--- Supplied entries Enclosed Below ---

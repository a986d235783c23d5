//! WS281x chain over the rpi_ws281x PWM/DMA driver.
//!
//! The underlying render call blocks until the DMA transfer completes,
//! so each chain owns a worker thread. `apply_frame` permutes the buffer
//! to wire order and hands it over a bounded channel; a full channel
//! means the previous transfer is still in flight and the frame is
//! refused (the scheduler drops it and retries next tick).

use crate::{min_frame_interval, Chain, HardwareError};
use core_color::Rgb;
use core_model::ColorOrder;
use crossbeam_channel::{bounded, Sender, TrySendError};
use rs_ws281x::{ChannelBuilder, Controller, ControllerBuilder, StripType};
use std::thread;
use std::time::Duration;
use tracing::{debug, error, info};

pub struct Ws281xChain {
    id: String,
    pixel_count: usize,
    interval: Duration,
    tx: Option<Sender<Vec<[u8; 4]>>>,
    worker: Option<thread::JoinHandle<()>>,
    order: ColorOrder,
}

impl Ws281xChain {
    pub fn new(
        id: impl Into<String>,
        gpio: u8,
        pixel_count: usize,
        order: ColorOrder,
        freq_hz: u32,
        dma: u8,
    ) -> Result<Self, HardwareError> {
        let id = id.into();
        let controller = ControllerBuilder::new()
            .freq(freq_hz)
            .dma(i32::from(dma))
            .channel(
                0,
                ChannelBuilder::new()
                    .pin(i32::from(gpio))
                    .count(pixel_count as i32)
                    // remap happens here, before handoff; the strip runs raw
                    .strip_type(StripType::Ws2811Rgb)
                    .brightness(255)
                    .build(),
            )
            .build()
            .map_err(|e| HardwareError::Init {
                chain: id.clone(),
                message: e.to_string(),
            })?;

        // capacity 1: at most one queued transfer behind the in-flight one
        let (tx, rx) = bounded::<Vec<[u8; 4]>>(1);
        let worker_id = id.clone();
        let worker = thread::Builder::new()
            .name(format!("chain-{id}"))
            .spawn(move || run_worker(worker_id, controller, rx))
            .map_err(|e| HardwareError::Init {
                chain: id.clone(),
                message: e.to_string(),
            })?;

        info!(target: "hw.chain", chain = id.as_str(), gpio, pixel_count, "chain_started");
        Ok(Self {
            id,
            pixel_count,
            interval: min_frame_interval(pixel_count),
            tx: Some(tx),
            worker: Some(worker),
            order,
        })
    }
}

fn run_worker(id: String, mut controller: Controller, rx: crossbeam_channel::Receiver<Vec<[u8; 4]>>) {
    while let Ok(buffer) = rx.recv() {
        let leds = controller.leds_mut(0);
        for (led, px) in leds.iter_mut().zip(buffer.iter()) {
            *led = *px;
        }
        if let Err(e) = controller.render() {
            error!(target: "hw.chain", chain = id.as_str(), error = %e, "render_failed");
        }
    }
    debug!(target: "hw.chain", chain = id.as_str(), "worker_stopped");
}

impl Chain for Ws281xChain {
    fn id(&self) -> &str {
        &self.id
    }

    fn pixel_count(&self) -> usize {
        self.pixel_count
    }

    fn min_frame_interval(&self) -> Duration {
        self.interval
    }

    fn apply_frame(&self, pixels: &[Rgb]) -> Result<(), HardwareError> {
        if pixels.len() != self.pixel_count {
            return Err(HardwareError::Transfer {
                chain: self.id.clone(),
                message: format!(
                    "buffer length {} does not match chain length {}",
                    pixels.len(),
                    self.pixel_count
                ),
            });
        }
        // ws2811_led_t is 0xWWRRGGBB, little-endian in memory
        let buffer: Vec<[u8; 4]> = pixels
            .iter()
            .map(|px| {
                let [r, g, b] = self.order.permute(*px);
                [b, g, r, 0]
            })
            .collect();
        let tx = self.tx.as_ref().ok_or_else(|| HardwareError::Disconnected {
            chain: self.id.clone(),
        })?;
        match tx.try_send(buffer) {
            Ok(()) => Ok(()),
            Err(TrySendError::Full(_)) => Err(HardwareError::Transfer {
                chain: self.id.clone(),
                message: "previous transfer still in flight".to_string(),
            }),
            Err(TrySendError::Disconnected(_)) => Err(HardwareError::Disconnected {
                chain: self.id.clone(),
            }),
        }
    }
}

impl Drop for Ws281xChain {
    fn drop(&mut self) {
        // closing the channel stops the worker after the in-flight frame
        self.tx.take();
        if let Some(worker) = self.worker.take() {
            let _ = worker.join();
        }
        info!(target: "hw.chain", chain = self.id.as_str(), "chain_stopped");
    }
}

--- End of Enclosed Supplied entries ---

Everything from the first line of the listing above through the line holding "ChannelBuilder::new()" must be retyped exactly; nothing else belongs in the reply.

repository a986d235783c23d5
//! WS281x chain over the rpi_ws281x PWM/DMA driver.
//!
//! The underlying render call blocks until the DMA transfer completes,
//! so each chain owns a worker thread. `apply_frame` permutes the buffer
//! to wire order and hands it over a bounded channel; a full channel
//! means the previous transfer is still in flight and the frame is
//! refused (the scheduler drops it and retries next tick).

use crate::{min_frame_interval, Chain, HardwareError};
use core_color::Rgb;
use core_model::ColorOrder;
use crossbeam_channel::{bounded, Sender, TrySendError};
use rs_ws281x::{ChannelBuilder, Controller, ControllerBuilder, StripType};
use std::thread;
use std::time::Duration;
use tracing::{debug, error, info};

pub struct Ws281xChain {
    id: String,
    pixel_count: usize,
    interval: Duration,
    tx: Option<Sender<Vec<[u8; 4]>>>,
    worker: Option<thread::JoinHandle<()>>,
    order: ColorOrder,
}

impl Ws281xChain {
    pub fn new(
        id: impl Into<String>,
        gpio: u8,
        pixel_count: usize,
        order: ColorOrder,
        freq_hz: u32,
        dma: u8,
    ) -> Result<Self, HardwareError> {
        let id = id.into();
        let controller = ControllerBuilder::new()
            .freq(freq_hz)
            .dma(i32::from(dma))
            .channel(
                0,
                ChannelBuilder::new()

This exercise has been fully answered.